It turns out that just like the Grinch, your heart grows! You don’t have to divide your love, you’ll develop the capability to give infinitely more with each child.
Your time, on the other hand, of that there is a finite quality. Perhaps never before in human history has a mother’s time, in particular, been so in demand. Here’s some not-so-expert advice on how to literally “do it all.”
For the past seven years, my life has been a constant cycle of either being pregnant or breastfeeding. I personally choose to only feed one at a time that way, but many others make a successful run at tandem feeding. You do you, boo.
My general approach is to treat the child like the individual person, deserving of respect and kindness, that they are. Sometimes, silence is the best response. Other times, they need to be talked through a situation. Always, always, always, I try to remember how very little they truly are and how absolutely dependent they are on us for love.
My husband and I share the bedtime duties since we’re outnumbered 2:3. He usually puts the bigs down and I do the baby. Then… ADULT TIME! With three energetic, rambunctious little ones, adult time is crucial to my personal sanity and we are big fans of early bedtimes.
Some days, it’s heat and serve. We do baby-led weaning so in general my kids have varied, healthy appetites. Having several kids, I grocery shop alone. This is a must for me, unless it’s Publix. Double-seat, racing car shopping cart, free cookies and stickers? Count me in.
I try to spread out as much of the get-ready-for-school nonsense as possible. I’ve found a few tricks that seem to work for us; get clothes out the night before. Let kids choose their own. I set my alarm to wake up, hopefully, 30 minutes before they do to mentally start the day.
Frankly, we don’t do a lot of this. Next. In all seriousness, my approach is to do it together. Bath or shower, toys, lots of soap. Eventually they’ll get clean or really prune-y.
With three children, the house is never completely picked up or clean. I try to pick my battles, but this is a definite weak area in my parenting style because I really prefer for everything to be in its place. I’ve learned to teach to the kids “Off the floor. I’d prefer in the right place, but off the floor is the most important thing.” I’ve also given the bigger kids allowances for chores like picking up the living room and making their beds.
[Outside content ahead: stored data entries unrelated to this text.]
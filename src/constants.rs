// Raw price columns every input file must provide
pub const PRICE_COLUMNS: [&str; 5] = ["open", "high", "low", "close", "volume"];

// Row key column after name standardization
pub const DATE_COLUMN: &str = "date";

// Derived columns
pub const RETURN_COLUMN: &str = "close_return";
pub const LABEL_COLUMN: &str = "label";

// Model inputs, in matrix column order
pub const FEATURE_COLUMNS: [&str; 6] = [
    "open",
    "high",
    "low",
    "close",
    "volume",
    "close_return",
];

// Date boundaries (inclusive). Training must end before testing starts.
pub const TRAIN_START_DATE: &str = "2015-01-01";
pub const TRAIN_END_DATE: &str = "2021-12-31";
pub const TEST_START_DATE: &str = "2022-01-01";
pub const TEST_END_DATE: &str = "2023-12-31";

// Booster hyperparameters (fixed, not tuned)
pub const MAX_TREE_DEPTH: usize = 5;
pub const LEARNING_RATE: f64 = 0.1;
pub const NUM_BOOST_ROUNDS: usize = 100;
pub const L2_REGULARIZATION: f64 = 1.0;
pub const MIN_SPLIT_LOSS: f64 = 0.0;
pub const MIN_CHILD_WEIGHT: f64 = 1.0;
pub const BASE_SCORE: f64 = 0.5;

// Scores at or above this value are classified as label 1
pub const PREDICTION_THRESHOLD: f64 = 0.5;

// File locations
pub const DEFAULT_INPUT_FILE: &str = "data/AAPL_daily_ohlcv.csv";
pub const LABELED_FILE_SUFFIX: &str = "_labeled";
pub const EXPERIMENT_DIR: &str = "experiments";
use std::fs;
use std::io::Write;
use std::path::{Path, PathBuf};
use anyhow::Result;
use chrono::Local;
use serde::{Deserialize, Serialize};

use crate::build_info;
use crate::daily::boost::step_3_split_normalize::DateRange;
use crate::daily::boost::step_5_train_model::BoosterParams;
use crate::daily::boost::step_6_prediction::ConfusionMatrix;
use crate::daily::boost::PipelineReport;

/// Raw train range of one feature, recovered from the fitted scaler
#[derive(Debug, Clone, PartialEq, Serialize, Deserialize)]
pub struct FeatureRange {
    pub name: String,
    pub min: f64,
    pub max: f64,
}

/// JSON record of a single pipeline run
#[derive(Debug, Clone, PartialEq, Serialize, Deserialize)]
pub struct ModelExperiment {
    pub timestamp: String,
    pub ticker: String,
    pub model_type: String,
    pub input_path: String,
    pub output_path: String,
    pub train_range: DateRange,
    pub test_range: DateRange,
    pub params: BoosterParams,
    pub threshold: f64,
    pub clean_bars: usize,
    pub derived_rows: usize,
    pub label_zero: usize,
    pub label_one: usize,
    pub train_rows: usize,
    pub test_rows: usize,
    pub final_train_log_loss: Option<f64>,
    pub test_accuracy: f64,
    pub confusion: ConfusionMatrix,
    pub precision: Option<f64>,
    pub recall: Option<f64>,
    pub feature_importance: Vec<(String, f64)>,
    pub feature_ranges: Vec<FeatureRange>,
    pub training_time_seconds: Option<f64>,
    pub crate_version: String,
    pub rustc_version: String,
    pub notes: String,
}

impl ModelExperiment {
    pub fn from_report(report: &PipelineReport) -> Self {
        let scaler = &report.scaler;
        let feature_ranges = scaler
            .names
            .iter()
            .zip(scaler.mins.iter().zip(&scaler.maxs))
            .map(|(name, (&min, &max))| FeatureRange {
                name: name.clone(),
                min,
                max,
            })
            .collect();
        let (label_zero, label_one) = report.label_balance;

        Self {
            timestamp: Local::now().format("%Y-%m-%d %H:%M:%S").to_string(),
            ticker: report.config.ticker(),
            model_type: "gradient_boosted_trees".to_string(),
            input_path: report.config.input_path.display().to_string(),
            output_path: report.config.output_path.display().to_string(),
            train_range: report.config.train,
            test_range: report.config.test,
            params: *report.model.params(),
            threshold: report.config.threshold,
            clean_bars: report.clean_bars,
            derived_rows: report.derived_rows,
            label_zero,
            label_one,
            train_rows: report.train_rows,
            test_rows: report.test_rows,
            final_train_log_loss: report.model.train_log_loss().last().copied(),
            test_accuracy: report.evaluation.accuracy,
            confusion: report.evaluation.confusion,
            precision: report.evaluation.confusion.precision(),
            recall: report.evaluation.confusion.recall(),
            feature_importance: report.model.feature_importance(),
            feature_ranges,
            training_time_seconds: None,
            crate_version: build_info::PKG_VERSION.to_string(),
            rustc_version: build_info::RUSTC_VERSION.to_string(),
            notes: "".to_string(),
        }
    }

    pub fn set_training_time(&mut self, seconds: f64) {
        self.training_time_seconds = Some(seconds);
    }

    pub fn add_note(&mut self, note: &str) {
        if !self.notes.is_empty() {
            self.notes.push('\n');
        }
        self.notes.push_str(note);
    }

    pub fn save(&self, experiment_dir: &Path) -> Result<PathBuf> {
        fs::create_dir_all(experiment_dir)?;

        let filename = format!(
            "{}_{}_d{}_r{}_experiment.json",
            self.ticker, self.model_type, self.params.max_depth, self.params.num_rounds,
        );
        let file_path = experiment_dir.join(filename);

        let json = serde_json::to_string_pretty(&self)?;
        let mut file = fs::File::create(&file_path)?;
        file.write_all(json.as_bytes())?;

        Ok(file_path)
    }
}

/// Creates `<base>/<YYYYmmdd_HHMMSS>` for one run
pub fn create_experiment_dir(base: &Path) -> Result<PathBuf> {
    let dir = base.join(Local::now().format("%Y%m%d_%H%M%S").to_string());
    fs::create_dir_all(&dir)?;
    Ok(dir)
}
We’ve been blessed with a third baby who is a “good” car rider. Which is a blessing indeed given how much taxiing around takes place! School, gymnastics, swim lessons, my own profession, etc., requires a great deal of time in the car. We muddle through with the kids’ channel on the satellite radio, car games and a fair amount of “Don’t make me pull this car over!”
This is a pretty popular concept lately and looks different for every person. Mine comes from a few different buckets and is often only for short periods of time: Early bedtimes – see above. Time – even if it’s work – where I’m acting as a smart, capable adult separate from “mommy.” Pedicures. 15 minute trips browsing through TJ Maxx. If there is a moment to knit, that’s a true luxury.
Some people are night owls. Others are early birds. Christie says I’m a noon pigeon. Ha! I’d love to stay up late and I’d love to wake up early if it meant I was alone. But I’ve been gifted a child who loves to wake up very early. For that reason, I go to bed early. It’s not my preference, but I do require at least eight hours of sleep, so there it is.
And you? What are your tricks for parenting to more than one child?